WHAT IS NEEDED =
Line by line, set down the following material again exactly.
--------------------------------
use chrono::{DateTime, Utc};
use serde::{Deserialize, Serialize};
use std::fmt;
use std::str::FromStr;

/// Opaque category identifier minted by the store.
///
/// The client never parses, orders, or fabricates these; they only flow back
/// into request paths and bodies. Wire representation is a bare JSON string
/// (the store exposes it as `_id`).
#[derive(Debug, Clone, PartialEq, Eq, Hash, Serialize, Deserialize)]
#[serde(transparent)]
pub struct CategoryId(String);

impl CategoryId {
    pub fn new(raw: impl Into<String>) -> Self {
        Self(raw.into())
    }

    pub fn as_str(&self) -> &str {
        &self.0
    }
}

impl fmt::Display for CategoryId {
    fn fmt(&self, f: &mut fmt::Formatter<'_>) -> fmt::Result {
        f.write_str(&self.0)
    }
}

impl From<&str> for CategoryId {
    fn from(raw: &str) -> Self {
        Self(raw.to_owned())
    }
}

/// One category row exactly as the store reports it.
///
/// `slug` and `level` are server-computed; the client treats every field as
/// authoritative and never edits a row in place.
#[derive(Debug, Clone, PartialEq, Serialize, Deserialize)]
pub struct Category {
    #[serde(rename = "_id")]
    pub id: CategoryId,
    pub name: String,
    pub slug: String,
    #[serde(default, skip_serializing_if = "Option::is_none")]
    pub image_uri: Option<String>,
    #[serde(default, skip_serializing_if = "Option::is_none")]
    pub description: Option<String>,
    /// Absent on root categories (`level == 1`).
    #[serde(default, skip_serializing_if = "Option::is_none")]
    pub parent_id: Option<CategoryId>,
    pub level: u32,
}

/// Operator-supplied fields for a new category.
///
/// Identifier, slug, `parent_id`, and `level` are never part of a draft: the
/// first two are server-minted, the latter two are derived from the subject
/// the draft is attached to.
#[derive(Debug, Clone, Default, PartialEq)]
pub struct CategoryDraft {
    pub name: String,
    pub description: Option<String>,
    pub image_uri: Option<String>,
}

impl CategoryDraft {
    pub fn new(name: impl Into<String>) -> Self {
        Self {
            name: name.into(),
            ..Self::default()
        }
    }
}

/// Placement kind of a gallery asset (wire field `type`).
#[derive(Debug, Clone, Copy, PartialEq, Eq, Serialize, Deserialize)]
#[serde(rename_all = "lowercase")]
pub enum GalleryKind {
    Category,
    Banner,
    Card,
}

impl FromStr for GalleryKind {
    type Err = String;

    fn from_str(s: &str) -> Result<Self, Self::Err> {
        match s {
            "category" => Ok(Self::Category),
            "banner" => Ok(Self::Banner),
            "card" => Ok(Self::Card),
            other => Err(format!(
                "unknown gallery kind '{other}' (expected category, banner, or card)"
            )),
        }
    }
}

impl fmt::Display for GalleryKind {
    fn fmt(&self, f: &mut fmt::Formatter<'_>) -> fmt::Result {
        let s = match self {
            Self::Category => "category",
            Self::Banner => "banner",
            Self::Card => "card",
        };
        f.write_str(s)
    }
}

/// Scheduling state of a gallery asset, derived server-side from its
/// start/end dates.
#[derive(Debug, Clone, Copy, PartialEq, Eq, Serialize, Deserialize)]
#[serde(rename_all = "lowercase")]
pub enum GalleryStatus {
    Upcoming,
    Ongoing,
    Expired,
}

impl FromStr for GalleryStatus {
    type Err = String;

    fn from_str(s: &str) -> Result<Self, Self::Err> {
        match s {
            "upcoming" => Ok(Self::Upcoming),
            "ongoing" => Ok(Self::Ongoing),
            "expired" => Ok(Self::Expired),
            other => Err(format!(
                "unknown gallery status '{other}' (expected upcoming, ongoing, or expired)"
            )),
        }
    }
}

impl fmt::Display for GalleryStatus {
    fn fmt(&self, f: &mut fmt::Formatter<'_>) -> fmt::Result {
        let s = match self {
            Self::Upcoming => "upcoming",
            Self::Ongoing => "ongoing",
            Self::Expired => "expired",
        };
        f.write_str(s)
    }
}

/// One gallery row as the service reports it.
#[derive(Debug, Clone, PartialEq, Serialize, Deserialize)]
pub struct GalleryImage {
    #[serde(rename = "_id")]
    pub id: String,
    #[serde(rename = "type")]
    pub kind: GalleryKind,
    pub image_uri: String,
    /// Click-through target attached to the asset.
    #[serde(default, skip_serializing_if = "Option::is_none")]
    pub path: Option<String>,
    pub ratio: String,
    pub status: GalleryStatus,
    #[serde(
        rename = "startDate",
        default,
        skip_serializing_if = "Option::is_none"
    )]
    pub start_date: Option<DateTime<Utc>>,
    #[serde(rename = "endDate", default, skip_serializing_if = "Option::is_none")]
    pub end_date: Option<DateTime<Utc>>,
}

/// Operator-chosen gallery filters. Unset fields are omitted from the
/// request entirely; the keyword is forwarded opaquely.
#[derive(Debug, Clone, Default, PartialEq)]
pub struct GalleryFilter {
    pub kind: Option<GalleryKind>,
    pub ratio: Option<String>,
    pub status: Option<GalleryStatus>,
    pub keyword: Option<String>,
}

impl GalleryFilter {
    pub fn is_empty(&self) -> bool {
        self.kind.is_none() && self.ratio.is_none() && self.status.is_none() && self.keyword.is_none()
    }
}

/// One page of filtered gallery rows.
#[derive(Debug, Clone, PartialEq, Serialize, Deserialize)]
pub struct GalleryPage {
    pub images: Vec<GalleryImage>,
    #[serde(rename = "totalPages")]
    pub total_pages: u32,
}

/// Crop rectangle forwarded verbatim to the upload endpoint.
/// Pixel coordinates, origin at the top-left of the source image; the client
/// never decodes or crops the image itself.
#[derive(Debug, Clone, Copy, PartialEq, Eq)]
pub struct CropRect {
    pub x: u32,
    pub y: u32,
    pub width: u32,
    pub height: u32,
}

impl FromStr for CropRect {
    type Err = String;

    /// Parses `x,y,width,height`.
    fn from_str(s: &str) -> Result<Self, Self::Err> {
        let mut parts = s.split(',').map(|p| p.trim().parse::<u32>());
        let mut next = |what: &str| -> Result<u32, String> {
            parts
                .next()
                .ok_or_else(|| format!("crop is missing {what}"))?
                .map_err(|_| format!("crop {what} is not a whole number"))
        };
        let rect = Self {
            x: next("x")?,
            y: next("y")?,
            width: next("width")?,
            height: next("height")?,
        };
        if s.split(',').count() != 4 {
            return Err("crop must be x,y,width,height".to_owned());
        }
        if rect.width == 0 || rect.height == 0 {
            return Err("crop width and height must be non-zero".to_owned());
        }
        Ok(rect)
    }
}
--------------------------------
EXERCISE RESPONSE =
use chrono::{DateTime, Utc};
use serde::{Deserialize, Serialize};
use std::fmt;
use std::str::FromStr;

/// Opaque category identifier minted by the store.
///
/// The client never parses, orders, or fabricates these; they only flow back
/// into request paths and bodies. Wire representation is a bare JSON string
/// (the store exposes it as `_id`).
#[derive(Debug, Clone, PartialEq, Eq, Hash, Serialize, Deserialize)]
#[serde(transparent)]
pub struct CategoryId(String);

impl CategoryId {
    pub fn new(raw: impl Into<String>) -> Self {
        Self(raw.into())
    }

    pub fn as_str(&self) -> &str {
        &self.0
    }
}

impl fmt::Display for CategoryId {
    fn fmt(&self, f: &mut fmt::Formatter<'_>) -> fmt::Result {
        f.write_str(&self.0)
    }
}

impl From<&str> for CategoryId {
    fn from(raw: &str) -> Self {
        Self(raw.to_owned())
    }
}

/// One category row exactly as the store reports it.
///
/// `slug` and `level` are server-computed; the client treats every field as
/// authoritative and never edits a row in place.
#[derive(Debug, Clone, PartialEq, Serialize, Deserialize)]
pub struct Category {
    #[serde(rename = "_id")]
    pub id: CategoryId,
    pub name: String,
    pub slug: String,
    #[serde(default, skip_serializing_if = "Option::is_none")]
    pub image_uri: Option<String>,
    #[serde(default, skip_serializing_if = "Option::is_none")]
    pub description: Option<String>,
    /// Absent on root categories (`level == 1`).
    #[serde(default, skip_serializing_if = "Option::is_none")]
    pub parent_id: Option<CategoryId>,
    pub level: u32,
}

/// Operator-supplied fields for a new category.
///
/// Identifier, slug, `parent_id`, and `level` are never part of a draft: the
/// first two are server-minted, the latter two are derived from the subject
/// the draft is attached to.
#[derive(Debug, Clone, Default, PartialEq)]
pub struct CategoryDraft {
    pub name: String,
    pub description: Option<String>,
    pub image_uri: Option<String>,
}

impl CategoryDraft {
    pub fn new(name: impl Into<String>) -> Self {
        Self {
            name: name.into(),
            ..Self::default()
        }
    }
}

/// Placement kind of a gallery asset (wire field `type`).
#[derive(Debug, Clone, Copy, PartialEq, Eq, Serialize, Deserialize)]
#[serde(rename_all = "lowercase")]
pub enum GalleryKind {
    Category,
    Banner,
    Card,
}

impl FromStr for GalleryKind {
    type Err = String;

    fn from_str(s: &str) -> Result<Self, Self::Err> {
        match s {
            "category" => Ok(Self::Category),
            "banner" => Ok(Self::Banner),
            "card" => Ok(Self::Card),
            other => Err(format!(
                "unknown gallery kind '{other}' (expected category, banner, or card)"
            )),
        }
    }
}

impl fmt::Display for GalleryKind {
    fn fmt(&self, f: &mut fmt::Formatter<'_>) -> fmt::Result {
        let s = match self {
            Self::Category => "category",
            Self::Banner => "banner",
            Self::Card => "card",
        };
        f.write_str(s)
    }
}

/// Scheduling state of a gallery asset, derived server-side from its
/// start/end dates.
#[derive(Debug, Clone, Copy, PartialEq, Eq, Serialize, Deserialize)]
#[serde(rename_all = "lowercase")]
pub enum GalleryStatus {
    Upcoming,
    Ongoing,
    Expired,
}

impl FromStr for GalleryStatus {
    type Err = String;

    fn from_str(s: &str) -> Result<Self, Self::Err> {
        match s {
            "upcoming" => Ok(Self::Upcoming),
            "ongoing" => Ok(Self::Ongoing),
            "expired" => Ok(Self::Expired),
            other => Err(format!(
                "unknown gallery status '{other}' (expected upcoming, ongoing, or expired)"
            )),
        }
    }
}

impl fmt::Display for GalleryStatus {
    fn fmt(&self, f: &mut fmt::Formatter<'_>) -> fmt::Result {
        let s = match self {
            Self::Upcoming => "upcoming",
            Self::Ongoing => "ongoing",
            Self::Expired => "expired",
        };
        f.write_str(s)
    }
}

/// One gallery row as the service reports it.
#[derive(Debug, Clone, PartialEq, Serialize, Deserialize)]
pub struct GalleryImage {
    #[serde(rename = "_id")]
    pub id: String,
    #[serde(rename = "type")]
    pub kind: GalleryKind,
    pub image_uri: String,
    /// Click-through target attached to the asset.
    #[serde(default, skip_serializing_if = "Option::is_none")]
    pub path: Option<String>,
    pub ratio: String,
    pub status: GalleryStatus,
    #[serde(
        rename = "startDate",
        default,
        skip_serializing_if = "Option::is_none"
    )]
    pub start_date: Option<DateTime<Utc>>,
    #[serde(rename = "endDate", default, skip_serializing_if = "Option::is_none")]
    pub end_date: Option<DateTime<Utc>>,
}

/// Operator-chosen gallery filters. Unset fields are omitted from the
/// request entirely; the keyword is forwarded opaquely.
#[derive(Debug, Clone, Default, PartialEq)]
pub struct GalleryFilter {
    pub kind: Option<GalleryKind>,
    pub ratio: Option<String>,
    pub status: Option<GalleryStatus>,
    pub keyword: Option<String>,
}

impl GalleryFilter {
    pub fn is_empty(&self) -> bool {
        self.kind.is_none() && self.ratio.is_none() && self.status.is_none() && self.keyword.is_none()
    }
}

/// One page of filtered gallery rows.
#[derive(Debug, Clone, PartialEq, Serialize, Deserialize)]
pub struct GalleryPage {
    pub images: Vec<GalleryImage>,
    #[serde(rename = "totalPages")]
    pub total_pages: u32,
}

/// Crop rectangle forwarded verbatim to the upload endpoint.
/// Pixel coordinates, origin at the top-left of the source image; the client
/// never decodes or crops the image itself.
#[derive(Debug, Clone, Copy, PartialEq, Eq)]
pub struct CropRect {
    pub x: u32,
    pub y: u32,
    pub width: u32,
    pub height: u32,
}

impl FromStr for CropRect {
    type Err = String;

    /// Parses `x,y,width,height`.
    fn from_str(s: &str) -> Result<Self, Self::Err> {
        let mut parts = s.split(',').map(|p| p.trim().parse::<u32>());
        let mut next = |what: &str| -> Result<u32, String> {
            parts
                .next()
                .ok_or_else(|| format!("crop is missing {what}"))?
                .map_err(|_| format!("crop {what} is not a whole number"))
        };
        let rect = Self {
            x: next("x")?,
            y: next("y")?,
            width: next("width")?,
            height: next("height")?,
        };
        if s.split(',').count() != 4 {
            return Err("crop must be x,y,width,height".to_owned());
        }
        if rect.width == 0 || rect.height == 0 {
            return Err("crop width and height must be non-zero".to_owned());
        }
        Ok(rect)
    }
}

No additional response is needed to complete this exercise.